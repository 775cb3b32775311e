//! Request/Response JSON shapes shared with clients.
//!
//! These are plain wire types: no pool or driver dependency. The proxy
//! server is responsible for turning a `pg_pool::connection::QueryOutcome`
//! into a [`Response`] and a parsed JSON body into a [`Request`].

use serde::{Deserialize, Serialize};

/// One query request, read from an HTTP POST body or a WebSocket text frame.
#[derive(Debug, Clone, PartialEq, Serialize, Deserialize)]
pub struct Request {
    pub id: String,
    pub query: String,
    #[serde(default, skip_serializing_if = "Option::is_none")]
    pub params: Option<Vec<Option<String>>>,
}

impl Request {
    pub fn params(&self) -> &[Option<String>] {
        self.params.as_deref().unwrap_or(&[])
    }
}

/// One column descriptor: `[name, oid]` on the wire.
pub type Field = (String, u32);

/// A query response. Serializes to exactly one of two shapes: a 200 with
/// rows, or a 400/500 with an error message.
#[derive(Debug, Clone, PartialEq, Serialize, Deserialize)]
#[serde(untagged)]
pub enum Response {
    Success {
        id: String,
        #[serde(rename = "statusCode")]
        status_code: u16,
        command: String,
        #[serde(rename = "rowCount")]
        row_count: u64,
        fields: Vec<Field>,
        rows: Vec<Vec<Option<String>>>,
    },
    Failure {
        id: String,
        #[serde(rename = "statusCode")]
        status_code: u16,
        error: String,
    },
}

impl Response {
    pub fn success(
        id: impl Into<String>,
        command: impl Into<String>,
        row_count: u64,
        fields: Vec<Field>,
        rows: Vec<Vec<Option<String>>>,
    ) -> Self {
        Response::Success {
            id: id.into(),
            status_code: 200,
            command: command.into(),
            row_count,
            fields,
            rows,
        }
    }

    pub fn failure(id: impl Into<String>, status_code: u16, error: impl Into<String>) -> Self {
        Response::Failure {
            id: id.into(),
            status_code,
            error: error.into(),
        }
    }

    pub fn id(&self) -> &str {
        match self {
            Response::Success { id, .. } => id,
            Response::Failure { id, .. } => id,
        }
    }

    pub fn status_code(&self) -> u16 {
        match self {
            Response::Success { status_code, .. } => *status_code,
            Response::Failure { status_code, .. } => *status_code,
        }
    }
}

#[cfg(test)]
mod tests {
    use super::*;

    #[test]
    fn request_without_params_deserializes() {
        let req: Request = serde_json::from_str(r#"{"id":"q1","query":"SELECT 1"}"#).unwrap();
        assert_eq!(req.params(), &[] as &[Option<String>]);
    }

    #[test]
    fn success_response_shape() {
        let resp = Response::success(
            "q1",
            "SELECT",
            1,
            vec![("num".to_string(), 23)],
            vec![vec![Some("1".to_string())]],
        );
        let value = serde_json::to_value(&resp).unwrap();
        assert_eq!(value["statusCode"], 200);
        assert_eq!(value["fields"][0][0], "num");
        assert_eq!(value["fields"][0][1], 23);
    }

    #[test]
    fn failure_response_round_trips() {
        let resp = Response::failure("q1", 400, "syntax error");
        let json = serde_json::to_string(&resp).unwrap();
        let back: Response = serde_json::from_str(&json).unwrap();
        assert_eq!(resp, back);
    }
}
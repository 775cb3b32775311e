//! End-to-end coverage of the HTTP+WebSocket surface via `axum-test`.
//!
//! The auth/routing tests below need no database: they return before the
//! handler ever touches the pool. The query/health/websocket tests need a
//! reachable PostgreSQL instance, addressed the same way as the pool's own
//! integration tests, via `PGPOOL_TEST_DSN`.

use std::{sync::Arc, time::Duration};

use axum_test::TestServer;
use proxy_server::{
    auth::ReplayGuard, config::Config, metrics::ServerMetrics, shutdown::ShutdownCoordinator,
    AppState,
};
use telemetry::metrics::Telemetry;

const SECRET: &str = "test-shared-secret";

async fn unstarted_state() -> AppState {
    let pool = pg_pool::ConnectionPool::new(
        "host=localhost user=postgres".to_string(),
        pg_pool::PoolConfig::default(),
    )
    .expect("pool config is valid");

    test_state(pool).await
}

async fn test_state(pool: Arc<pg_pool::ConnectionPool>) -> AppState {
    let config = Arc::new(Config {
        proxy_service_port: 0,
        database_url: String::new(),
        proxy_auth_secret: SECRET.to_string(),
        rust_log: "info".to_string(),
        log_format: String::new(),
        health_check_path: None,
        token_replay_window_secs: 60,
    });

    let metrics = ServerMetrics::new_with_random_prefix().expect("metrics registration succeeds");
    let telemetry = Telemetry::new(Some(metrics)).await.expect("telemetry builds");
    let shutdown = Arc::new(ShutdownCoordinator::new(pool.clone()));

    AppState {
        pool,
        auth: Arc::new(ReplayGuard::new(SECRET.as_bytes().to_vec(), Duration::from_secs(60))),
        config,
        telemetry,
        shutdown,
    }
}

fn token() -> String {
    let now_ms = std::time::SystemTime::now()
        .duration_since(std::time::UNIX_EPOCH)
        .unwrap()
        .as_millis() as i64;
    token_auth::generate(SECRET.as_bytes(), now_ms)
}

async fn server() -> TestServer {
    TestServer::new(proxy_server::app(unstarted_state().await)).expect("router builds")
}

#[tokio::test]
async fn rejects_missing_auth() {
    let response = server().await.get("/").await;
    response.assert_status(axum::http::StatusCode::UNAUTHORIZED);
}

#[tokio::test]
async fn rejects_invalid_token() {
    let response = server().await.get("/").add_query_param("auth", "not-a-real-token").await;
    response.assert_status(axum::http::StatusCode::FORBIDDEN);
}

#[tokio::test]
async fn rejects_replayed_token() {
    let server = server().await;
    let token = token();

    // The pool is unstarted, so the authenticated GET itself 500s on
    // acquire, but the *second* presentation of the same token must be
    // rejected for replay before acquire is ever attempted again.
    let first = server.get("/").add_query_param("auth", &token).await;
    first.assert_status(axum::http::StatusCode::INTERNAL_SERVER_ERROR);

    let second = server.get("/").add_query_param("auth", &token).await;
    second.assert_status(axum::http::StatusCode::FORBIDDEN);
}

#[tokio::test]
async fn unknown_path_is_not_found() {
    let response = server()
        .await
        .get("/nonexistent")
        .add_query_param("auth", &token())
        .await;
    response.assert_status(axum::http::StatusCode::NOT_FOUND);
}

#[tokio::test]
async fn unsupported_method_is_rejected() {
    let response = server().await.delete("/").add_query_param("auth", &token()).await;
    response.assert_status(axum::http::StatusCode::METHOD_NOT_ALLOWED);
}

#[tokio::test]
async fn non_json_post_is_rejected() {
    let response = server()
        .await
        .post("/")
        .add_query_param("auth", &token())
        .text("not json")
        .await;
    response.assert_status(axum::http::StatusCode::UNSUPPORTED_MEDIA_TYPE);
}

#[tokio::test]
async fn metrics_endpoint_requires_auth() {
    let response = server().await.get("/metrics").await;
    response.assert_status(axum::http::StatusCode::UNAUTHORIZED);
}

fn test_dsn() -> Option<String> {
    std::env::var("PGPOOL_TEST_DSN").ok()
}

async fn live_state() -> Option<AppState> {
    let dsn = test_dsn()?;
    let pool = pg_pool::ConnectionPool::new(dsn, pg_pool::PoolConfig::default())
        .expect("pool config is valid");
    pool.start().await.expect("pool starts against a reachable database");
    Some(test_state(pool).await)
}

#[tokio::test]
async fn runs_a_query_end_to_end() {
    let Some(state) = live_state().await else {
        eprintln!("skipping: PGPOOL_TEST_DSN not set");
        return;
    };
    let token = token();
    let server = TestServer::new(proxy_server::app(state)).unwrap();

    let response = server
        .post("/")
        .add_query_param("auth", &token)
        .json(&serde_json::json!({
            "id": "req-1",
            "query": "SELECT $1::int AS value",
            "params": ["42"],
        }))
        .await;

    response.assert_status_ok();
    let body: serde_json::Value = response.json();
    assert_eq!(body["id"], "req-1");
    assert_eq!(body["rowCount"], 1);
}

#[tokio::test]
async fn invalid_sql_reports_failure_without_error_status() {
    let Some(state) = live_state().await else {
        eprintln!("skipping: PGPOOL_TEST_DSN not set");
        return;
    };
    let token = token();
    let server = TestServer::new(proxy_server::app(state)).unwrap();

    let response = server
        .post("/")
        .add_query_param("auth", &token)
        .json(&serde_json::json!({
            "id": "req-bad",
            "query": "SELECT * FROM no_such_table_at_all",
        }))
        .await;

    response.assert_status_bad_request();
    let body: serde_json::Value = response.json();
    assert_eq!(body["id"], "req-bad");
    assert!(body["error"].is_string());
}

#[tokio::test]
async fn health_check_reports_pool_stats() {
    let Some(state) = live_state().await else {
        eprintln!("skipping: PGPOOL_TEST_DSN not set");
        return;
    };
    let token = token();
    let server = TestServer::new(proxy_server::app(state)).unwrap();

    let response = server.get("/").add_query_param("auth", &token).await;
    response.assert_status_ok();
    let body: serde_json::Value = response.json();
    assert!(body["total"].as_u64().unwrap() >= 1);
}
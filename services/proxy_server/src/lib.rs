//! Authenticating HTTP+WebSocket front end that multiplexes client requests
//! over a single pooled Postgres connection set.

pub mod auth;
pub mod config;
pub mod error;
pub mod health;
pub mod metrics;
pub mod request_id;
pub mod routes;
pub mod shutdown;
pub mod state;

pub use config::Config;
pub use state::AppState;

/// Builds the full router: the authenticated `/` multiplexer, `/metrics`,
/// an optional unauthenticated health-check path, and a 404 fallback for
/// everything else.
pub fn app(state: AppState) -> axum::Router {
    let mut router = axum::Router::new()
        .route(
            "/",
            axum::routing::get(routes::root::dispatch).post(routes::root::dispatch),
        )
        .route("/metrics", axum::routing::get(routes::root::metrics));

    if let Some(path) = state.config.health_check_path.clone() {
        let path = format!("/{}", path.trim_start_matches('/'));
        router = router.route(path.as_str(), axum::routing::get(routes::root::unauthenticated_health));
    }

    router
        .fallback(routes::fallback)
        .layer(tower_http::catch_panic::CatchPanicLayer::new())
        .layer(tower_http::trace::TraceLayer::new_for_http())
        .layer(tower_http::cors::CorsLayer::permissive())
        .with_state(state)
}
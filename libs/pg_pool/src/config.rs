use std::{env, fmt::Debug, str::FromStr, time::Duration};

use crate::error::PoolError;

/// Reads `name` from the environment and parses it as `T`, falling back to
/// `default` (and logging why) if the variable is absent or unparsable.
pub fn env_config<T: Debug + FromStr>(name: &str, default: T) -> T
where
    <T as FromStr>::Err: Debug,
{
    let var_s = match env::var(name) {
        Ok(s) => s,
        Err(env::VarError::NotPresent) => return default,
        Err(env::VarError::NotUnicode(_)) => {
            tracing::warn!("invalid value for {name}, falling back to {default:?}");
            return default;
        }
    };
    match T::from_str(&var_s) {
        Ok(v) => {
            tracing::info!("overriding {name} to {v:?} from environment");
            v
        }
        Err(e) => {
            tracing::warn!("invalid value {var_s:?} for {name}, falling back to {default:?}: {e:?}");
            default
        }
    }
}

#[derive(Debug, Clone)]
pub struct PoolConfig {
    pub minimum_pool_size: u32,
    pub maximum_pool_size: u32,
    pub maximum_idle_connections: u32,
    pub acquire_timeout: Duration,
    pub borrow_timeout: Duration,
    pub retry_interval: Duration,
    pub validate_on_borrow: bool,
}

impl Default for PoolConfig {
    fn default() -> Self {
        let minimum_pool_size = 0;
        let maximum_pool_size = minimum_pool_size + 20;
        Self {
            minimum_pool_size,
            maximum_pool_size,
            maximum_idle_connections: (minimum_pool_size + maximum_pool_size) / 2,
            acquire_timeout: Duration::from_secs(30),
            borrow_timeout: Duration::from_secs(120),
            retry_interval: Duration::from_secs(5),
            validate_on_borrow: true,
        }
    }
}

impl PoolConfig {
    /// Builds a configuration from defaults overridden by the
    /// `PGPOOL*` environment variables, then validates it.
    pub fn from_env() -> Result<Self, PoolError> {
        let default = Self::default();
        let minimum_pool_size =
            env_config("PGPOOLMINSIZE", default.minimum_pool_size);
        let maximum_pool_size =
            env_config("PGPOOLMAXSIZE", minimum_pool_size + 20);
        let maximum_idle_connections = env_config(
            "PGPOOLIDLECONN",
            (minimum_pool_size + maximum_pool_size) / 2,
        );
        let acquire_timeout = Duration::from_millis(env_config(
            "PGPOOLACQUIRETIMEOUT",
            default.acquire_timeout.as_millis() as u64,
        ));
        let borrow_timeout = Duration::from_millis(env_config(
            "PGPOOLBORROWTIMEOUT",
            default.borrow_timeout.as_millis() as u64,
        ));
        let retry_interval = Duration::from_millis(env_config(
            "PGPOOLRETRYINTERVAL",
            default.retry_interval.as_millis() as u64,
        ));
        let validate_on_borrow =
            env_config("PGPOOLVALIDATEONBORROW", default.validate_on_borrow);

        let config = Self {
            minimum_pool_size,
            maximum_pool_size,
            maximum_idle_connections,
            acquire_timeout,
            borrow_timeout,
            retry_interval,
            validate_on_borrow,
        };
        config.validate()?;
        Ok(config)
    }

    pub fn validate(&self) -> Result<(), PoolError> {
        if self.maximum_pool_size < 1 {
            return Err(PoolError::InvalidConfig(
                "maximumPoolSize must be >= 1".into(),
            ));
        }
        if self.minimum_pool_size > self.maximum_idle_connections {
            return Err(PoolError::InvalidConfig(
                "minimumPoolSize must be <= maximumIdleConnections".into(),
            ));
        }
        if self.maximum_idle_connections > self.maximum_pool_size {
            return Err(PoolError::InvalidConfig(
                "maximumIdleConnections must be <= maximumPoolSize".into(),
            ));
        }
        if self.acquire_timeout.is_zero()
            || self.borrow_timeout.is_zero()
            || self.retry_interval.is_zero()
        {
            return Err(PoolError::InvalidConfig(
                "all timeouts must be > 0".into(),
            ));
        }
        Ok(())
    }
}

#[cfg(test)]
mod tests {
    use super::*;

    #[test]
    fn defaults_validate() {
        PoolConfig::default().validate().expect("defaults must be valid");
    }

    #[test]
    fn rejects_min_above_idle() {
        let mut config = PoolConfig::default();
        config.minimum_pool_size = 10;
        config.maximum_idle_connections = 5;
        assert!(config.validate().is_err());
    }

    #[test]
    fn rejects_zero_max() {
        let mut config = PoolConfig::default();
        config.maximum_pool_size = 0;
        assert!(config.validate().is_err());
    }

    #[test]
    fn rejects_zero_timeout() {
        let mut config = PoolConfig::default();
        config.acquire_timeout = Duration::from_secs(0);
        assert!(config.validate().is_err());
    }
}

━━━━━━━━━━━━━━━━━━━━

# ASSIGNMENT
For the records above, count the lines holding the word "impl" and give only that number.

# RESPONSE AREA
7